START Data supplied

pub mod circuit;
pub mod context;
pub mod error;
pub mod event;
pub mod request;
pub mod response;
pub mod route;
pub mod scope;
pub mod types;

pub use circuit::{CircuitBreakerConfig, CircuitState, HealthStatus};
pub use context::{EventContext, DEFAULT_DEADLINE};
pub use error::RouterError;
pub use event::{Entity, Event, EventKind, Principal};
pub use request::{AdapterCommunity, AdapterPayload, AdapterTrigger, ExecuteRequest};
pub use response::{EgressResult, EgressStatus, EgressTarget, ExecuteResponse};
pub use route::{CachePolicy, RateLimitClass, Route, RouteBinding, RoutePattern, TargetSelection};
pub use scope::{ScopeEnvelopeClaims, ScopeEnvelopeCodec, ScopeEnvelopeError, ScopeGrant};
pub use types::{CommunityId, EntityId, ModuleId, Platform, PrincipalId, Scope};
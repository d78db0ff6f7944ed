use std::time::Duration;

use rand::Rng;

/// Exponential backoff with full jitter (spec.md §4.7: "retries use
/// exponential backoff with jitter, capped at a maximum delay").
#[derive(Debug, Clone, Copy)]
pub struct RetryPolicy {
    pub max_attempts: u32,
    pub initial_backoff: Duration,
    pub max_backoff: Duration,
}

impl Default for RetryPolicy {
    fn default() -> Self {
        Self {
            max_attempts: 3,
            initial_backoff: Duration::from_millis(100),
            max_backoff: Duration::from_secs(10),
        }
    }
}

impl RetryPolicy {
    /// Delay before attempt `attempt` (1-indexed: the delay before the
    /// *second* call is `backoff_for(1)`), with jitter applied uniformly
    /// over `[0, cap)`.
    #[must_use]
    pub fn backoff_for(&self, attempt: u32) -> Duration {
        let exp = self.initial_backoff.as_millis().saturating_mul(1u128 << attempt.min(32));
        let cap = exp.min(self.max_backoff.as_millis()).max(1);
        #[allow(clippy::cast_possible_truncation)]
        let cap_ms = cap as u64;
        let jittered = rand::thread_rng().gen_range(0..=cap_ms);
        Duration::from_millis(jittered)
    }

    #[must_use]
    pub fn should_retry(&self, attempts_made: u32) -> bool {
        attempts_made < self.max_attempts
    }
}

/// Outcome classification used by the dispatcher to decide whether a failed
/// attempt should be retried, should trip the circuit breaker, or must be
/// surfaced immediately (spec.md §4.7: "permanent failures and policy
/// denials never retry").
#[derive(Debug, Clone, Copy, PartialEq, Eq)]
pub enum FailureClass {
    Transient,
    Permanent,
    Policy,
}

impl FailureClass {
    #[must_use]
    pub fn from_adapter_error(err: &chatrouter_adapter::AdapterError) -> Self {
        if err.is_retryable() {
            Self::Transient
        } else {
            Self::Permanent
        }
    }

    #[must_use]
    pub fn from_router_error(err: &chatrouter_core::RouterError) -> Self {
        if err.is_policy() {
            Self::Policy
        } else if err.is_retryable() {
            Self::Transient
        } else {
            Self::Permanent
        }
    }
}

/// Run `attempt` repeatedly under `policy` until it succeeds, a non-transient
/// failure occurs, or attempts are exhausted. `classify` maps the attempt's
/// error into a [`FailureClass`] so callers can supply adapter or router
/// error vocabularies interchangeably.
pub async fn retry_with_backoff<T, E, F, Fut, C>(
    policy: &RetryPolicy,
    mut attempt: F,
    classify: C,
) -> Result<T, E>
where
    F: FnMut(u32) -> Fut,
    Fut: std::future::Future<Output = Result<T, E>>,
    C: Fn(&E) -> FailureClass,
{
    let mut attempts_made = 0;
    loop {
        match attempt(attempts_made).await {
            Ok(value) => return Ok(value),
            Err(err) => {
                attempts_made += 1;
                let class = classify(&err);
                if class != FailureClass::Transient || !policy.should_retry(attempts_made) {
                    return Err(err);
                }
                tokio::time::sleep(policy.backoff_for(attempts_made)).await;
            }
        }
    }
}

END Data supplied

What is needed:
Your task is to transcribe, with no changes, only the lines of the listing above that lie between the line holding "repository d78db0ff6f7944ed" and the line holding "let jittered = rand::thread_rng().gen_range(0..=cap_ms);", inclusive.

Answer to the problem:
repository d78db0ff6f7944ed
use std::time::Duration;

use rand::Rng;

/// Exponential backoff with full jitter (spec.md §4.7: "retries use
/// exponential backoff with jitter, capped at a maximum delay").
#[derive(Debug, Clone, Copy)]
pub struct RetryPolicy {
    pub max_attempts: u32,
    pub initial_backoff: Duration,
    pub max_backoff: Duration,
}

impl Default for RetryPolicy {
    fn default() -> Self {
        Self {
            max_attempts: 3,
            initial_backoff: Duration::from_millis(100),
            max_backoff: Duration::from_secs(10),
        }
    }
}

impl RetryPolicy {
    /// Delay before attempt `attempt` (1-indexed: the delay before the
    /// *second* call is `backoff_for(1)`), with jitter applied uniformly
    /// over `[0, cap)`.
    #[must_use]
    pub fn backoff_for(&self, attempt: u32) -> Duration {
        let exp = self.initial_backoff.as_millis().saturating_mul(1u128 << attempt.min(32));
        let cap = exp.min(self.max_backoff.as_millis()).max(1);
        #[allow(clippy::cast_possible_truncation)]
        let cap_ms = cap as u64;
        let jittered = rand::thread_rng().gen_range(0..=cap_ms);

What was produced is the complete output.